> [What you need to do]
Each line from the one that contains "Some(raw) => serde_json::from_str(raw)" to the last line of the records below must be restated word for word.

> [Source records]
────

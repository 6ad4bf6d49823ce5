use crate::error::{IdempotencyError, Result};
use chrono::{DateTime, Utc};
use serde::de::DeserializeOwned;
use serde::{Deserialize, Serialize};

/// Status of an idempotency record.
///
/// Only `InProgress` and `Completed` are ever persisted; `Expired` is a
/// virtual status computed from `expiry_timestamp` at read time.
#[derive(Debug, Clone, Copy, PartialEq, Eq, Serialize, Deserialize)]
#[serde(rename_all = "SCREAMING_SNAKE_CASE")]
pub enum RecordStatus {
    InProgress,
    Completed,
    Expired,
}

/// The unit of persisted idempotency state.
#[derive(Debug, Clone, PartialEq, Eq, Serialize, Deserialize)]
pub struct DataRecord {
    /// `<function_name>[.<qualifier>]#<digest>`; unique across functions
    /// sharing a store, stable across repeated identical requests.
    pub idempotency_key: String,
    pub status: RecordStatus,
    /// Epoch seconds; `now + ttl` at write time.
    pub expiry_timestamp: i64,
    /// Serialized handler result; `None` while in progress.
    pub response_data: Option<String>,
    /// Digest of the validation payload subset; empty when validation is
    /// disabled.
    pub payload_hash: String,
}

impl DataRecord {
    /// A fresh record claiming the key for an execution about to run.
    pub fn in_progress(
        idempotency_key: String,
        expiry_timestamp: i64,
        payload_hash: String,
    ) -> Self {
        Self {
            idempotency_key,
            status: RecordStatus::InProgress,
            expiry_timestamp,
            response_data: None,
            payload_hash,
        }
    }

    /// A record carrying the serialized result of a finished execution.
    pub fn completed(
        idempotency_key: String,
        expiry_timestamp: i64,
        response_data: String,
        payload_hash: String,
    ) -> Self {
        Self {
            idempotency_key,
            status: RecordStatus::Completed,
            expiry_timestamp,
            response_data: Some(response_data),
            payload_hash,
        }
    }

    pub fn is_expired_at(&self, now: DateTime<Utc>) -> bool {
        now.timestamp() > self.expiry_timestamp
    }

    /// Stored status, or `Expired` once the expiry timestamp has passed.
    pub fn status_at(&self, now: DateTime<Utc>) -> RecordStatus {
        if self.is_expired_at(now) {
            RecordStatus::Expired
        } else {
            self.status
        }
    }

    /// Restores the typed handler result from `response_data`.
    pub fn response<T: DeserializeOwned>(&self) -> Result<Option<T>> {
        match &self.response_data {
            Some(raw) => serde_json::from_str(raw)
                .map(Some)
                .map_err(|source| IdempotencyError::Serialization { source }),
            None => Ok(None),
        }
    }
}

────

> [Reply]
            Some(raw) => serde_json::from_str(raw)
                .map(Some)
                .map_err(|source| IdempotencyError::Serialization { source }),
            None => Ok(None),
        }
    }
}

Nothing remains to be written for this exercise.